The first chapter is largely about ISI and it failures. It adds nothing new to my understanding. Like others he sees IS as a response to the crash in 1929 bringing the free-trade to an end and brought in ISI based on Keynes. It went hand in hand with populism which preferred to print money rather than take difficult distributive decisions. He emphasises the benefits of ISI including the raised life expectancy and literacy indicators as well as urban development (albeit with lots of inequality). Also it broadened political inclusion with the insertion of the working class into political life. But whilst EA countries successfully transitioned away from ISI, in LA they could not. This resulted in poor products, a two tier labour force, a continued reliance on imported capital goods etc. meaning that the trade deficit was not actually remedied. There was still huge inequality. Tariffs hurt the rural sector as capital good were expensive to import and overvalued currency made export uncompetitive. This lead to a large migration to urban centres.
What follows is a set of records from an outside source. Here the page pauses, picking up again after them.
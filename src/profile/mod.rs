//! Profiles, devices, and the store that holds them.
//!
//! A [`Profile`] is the policy bundle of a single subscriber. It owns any
//! number of [`Device`]s, each of which may be identified by the device
//! finder through one of several transport-level signals.
//!
//! Profiles are owned by a [`ProfileDb`]. The pipeline only holds on to the
//! shared references it receives from a lookup for the duration of a query.
//! [`MemoryProfileDb`] is a complete in-memory store suitable for tests and
//! for deployments that receive their profiles from elsewhere.

use core::fmt;

use std::collections::HashSet;
use std::net::IpAddr;
use std::sync::Arc;

use async_trait::async_trait;

use crate::base::{DeviceId, HumanId, HumanIdLower, ProfileId};
use crate::dnsmsg::BlockingMode;

pub use self::memory::MemoryProfileDb;

pub mod memory;

//------------ Profile -------------------------------------------------------

/// The filtering policy of a single subscriber.
#[derive(Clone, Debug)]
pub struct Profile {
    /// The unique identifier of the profile.
    pub id: ProfileId,

    /// The identifiers of all devices belonging to the profile.
    pub device_ids: HashSet<DeviceId>,

    /// How blocked queries are answered.
    pub blocking_mode: BlockingMode,

    /// Whether rule-list filtering is applied to the profile's queries.
    pub filtering_enabled: bool,

    /// Whether safe search rewriting is applied to the profile's queries.
    pub safe_search_enabled: bool,

    /// Whether the profile has been deleted.
    ///
    /// Stores may keep deleted profiles around for a while. Queries for
    /// their devices are treated as if no device was found.
    pub deleted: bool,
}

impl Profile {
    /// Creates a new, empty profile with the given blocking mode.
    ///
    /// Filtering is enabled and safe search is disabled.
    pub fn new(id: ProfileId, blocking_mode: BlockingMode) -> Self {
        Profile {
            id,
            device_ids: HashSet::new(),
            blocking_mode,
            filtering_enabled: true,
            safe_search_enabled: false,
            deleted: false,
        }
    }
}

//------------ Device --------------------------------------------------------

/// A single client of a profile.
#[derive(Clone, Debug)]
pub struct Device {
    /// The unique identifier of the device.
    pub id: DeviceId,

    /// The lower-cased human identifier, if the device has one.
    pub human_id_lower: Option<HumanIdLower>,

    /// The client address this device is bound to for plain DNS.
    pub linked_ip: Option<IpAddr>,

    /// The server addresses dedicated to this device.
    pub dedicated_ips: Vec<IpAddr>,

    /// The authentication settings of the device.
    pub auth: Option<AuthSettings>,

    /// The kind of the device.
    pub device_type: DeviceType,
}

impl Device {
    /// Creates a new device with no identification or authentication data.
    pub fn new(id: DeviceId) -> Self {
        Device {
            id,
            human_id_lower: None,
            linked_ip: None,
            dedicated_ips: Vec::new(),
            auth: None,
            device_type: DeviceType::Other,
        }
    }
}

//------------ DeviceType ----------------------------------------------------

/// The kind of a device.
///
/// The type is purely informational. It is passed on to the store when a
/// device is created automatically.
#[derive(Clone, Copy, Debug, Default, Eq, Hash, PartialEq)]
pub enum DeviceType {
    Android,
    GameConsole,
    Ios,
    Linux,
    Mac,
    Router,
    SmartTv,
    Windows,
    #[default]
    Other,
}

//------------ AuthSettings --------------------------------------------------

/// How a device authenticates its queries.
#[derive(Clone)]
pub struct AuthSettings {
    /// Whether authentication is enabled at all.
    pub enabled: bool,

    /// Whether authentication is required on every encrypted transport and
    /// not only on those that mandate it.
    pub encrypted_only: bool,

    /// Verifies the credentials presented by the client.
    ///
    /// If this is `None` no credential can ever match.
    pub password: Option<Arc<dyn Authenticator>>,
}

impl AuthSettings {
    /// Returns true if the settings require verifying credentials for a
    /// query received over `proto`.
    pub fn requires_auth(&self, proto: crate::base::Protocol) -> bool {
        self.enabled
            && (proto.mandates_auth()
                || (self.encrypted_only && proto.is_encrypted()))
    }

    /// Checks the presented credential.
    pub fn authenticate(&self, credential: Option<&[u8]>) -> bool {
        match (&self.password, credential) {
            (Some(password), Some(credential)) => {
                password.authenticate(credential)
            }
            _ => false,
        }
    }
}

impl fmt::Debug for AuthSettings {
    fn fmt(&self, f: &mut fmt::Formatter<'_>) -> fmt::Result {
        f.debug_struct("AuthSettings")
            .field("enabled", &self.enabled)
            .field("encrypted_only", &self.encrypted_only)
            .field("password", &self.password.as_ref().map(|_| "[hidden]"))
            .finish()
    }
}

//------------ Authenticator -------------------------------------------------

/// Verifies credentials presented by a client.
pub trait Authenticator: Send + Sync {
    /// Returns true if `credential` is valid.
    fn authenticate(&self, credential: &[u8]) -> bool;
}

impl<F> Authenticator for F
where
    F: Fn(&[u8]) -> bool + Send + Sync,
{
    fn authenticate(&self, credential: &[u8]) -> bool {
        (self)(credential)
    }
}

//------------ ProfileDb -----------------------------------------------------

/// The result of a successful profile lookup.
pub type ProfileLookup = (Arc<Profile>, Arc<Device>);

/// A store of profiles and devices.
///
/// All lookups return [`ProfileDbError::NotFound`] when there is no
/// matching device. Implementations must be safe for concurrent use.
#[async_trait]
pub trait ProfileDb: Send + Sync {
    /// Looks up a device by its identifier.
    async fn profile_by_device_id(
        &self,
        id: &DeviceId,
    ) -> Result<ProfileLookup, ProfileDbError>;

    /// Looks up a device by the profile and its lower-cased human
    /// identifier.
    async fn profile_by_human_id(
        &self,
        profile_id: &ProfileId,
        human_id: &HumanIdLower,
    ) -> Result<ProfileLookup, ProfileDbError>;

    /// Looks up the device linked to a client address.
    async fn profile_by_linked_ip(
        &self,
        addr: IpAddr,
    ) -> Result<ProfileLookup, ProfileDbError>;

    /// Looks up the device a server address is dedicated to.
    async fn profile_by_dedicated_ip(
        &self,
        addr: IpAddr,
    ) -> Result<ProfileLookup, ProfileDbError>;

    /// Creates a new device for a human identifier within a profile.
    async fn create_auto_device(
        &self,
        profile_id: &ProfileId,
        human_id: &HumanId,
        device_type: DeviceType,
    ) -> Result<ProfileLookup, ProfileDbError>;
}

//------------ ProfileDbError ------------------------------------------------

/// An error returned by a [`ProfileDb`].
#[derive(Debug)]
pub enum ProfileDbError {
    /// There is no matching profile or device.
    NotFound,

    /// The profile has reached its maximum number of devices.
    DeviceQuotaExceeded,

    /// Too many devices have been created recently.
    RateLimited,

    /// Any other failure of the store.
    Other(Box<dyn std::error::Error + Send + Sync>),
}

impl ProfileDbError {
    /// Returns true if this is the not found error.
    pub fn is_not_found(&self) -> bool {
        matches!(self, ProfileDbError::NotFound)
    }
}

impl fmt::Display for ProfileDbError {
    fn fmt(&self, f: &mut fmt::Formatter<'_>) -> fmt::Result {
        match self {
            ProfileDbError::NotFound => f.write_str("device not found"),
            ProfileDbError::DeviceQuotaExceeded => {
                f.write_str("device quota exceeded")
            }
            ProfileDbError::RateLimited => {
                f.write_str("device creation rate limited")
            }
            ProfileDbError::Other(err) => write!(f, "profile store: {err}"),
        }
    }
}

impl std::error::Error for ProfileDbError {
    fn source(&self) -> Option<&(dyn std::error::Error + 'static)> {
        match self {
            ProfileDbError::Other(err) => Some(err.as_ref()),
            _ => None,
        }
    }
}

//============ Testing =======================================================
As the flaws became apparent in the 60, governments tried to modify their policies.

He has a traditional line on debt: petro$s increased investment etc. and this was embraced by the neoliberal authoritarian regimes that also liberalized trade and caused de-industrialisation in e.g. Arg. He emphasises that ISI and huge debt do not necessarily go hand in hand e.g. Korea and EA countries who managed debt well.

 How did Neoliberalism Come to Dominate?

  • Support of local economists (Chicago university program in Chile)
  • Pre-existing crises in ISI
  • Lack of alternatives
  • Green is bemused at the rise of the technocrat which he sees as pivotal in the acceptance of the free-market reforms. He advocates Ha-Joon Chang’s historical approach to finding patterns and seeking their explanation rather than relying on abstract theory based on barely plausible assumptions. There is too much emphasis on mathematics and not enough on real life situations and people. He states rightly in my view that maths does not mean objectivity. Indeed decisions about policy always contain political choices about the rival merits of state and market and the role the state should play in people’s lives. He argues that replacing the state with the market disenfranchises people when pressure groups and individuals have learnt how to lobby the state in a certain way. In order to get the same influence over policy they would have to acquire influence over large corporations etc. [This seems pretty farfetched. Given the fluctuations between democracy and authoritarianism I doubt very much pressure groups knew if they were coming or going]
  • He argues that it could be that neoliberalism is more political than economic as it was designed as a counterfoil to the rise of communism – it was part of a battle for ideas not a serious map of where a country should aim to go.

 The Lost Decade

  • Green focuses on the human cost on liberalization: falling wages, rising inequality, redundancy, an increase in families below the poverty line, (a staggering 80.1% in Bolivia in 1991), breaking of the unions, de-industrialisation, bankruptcy etc.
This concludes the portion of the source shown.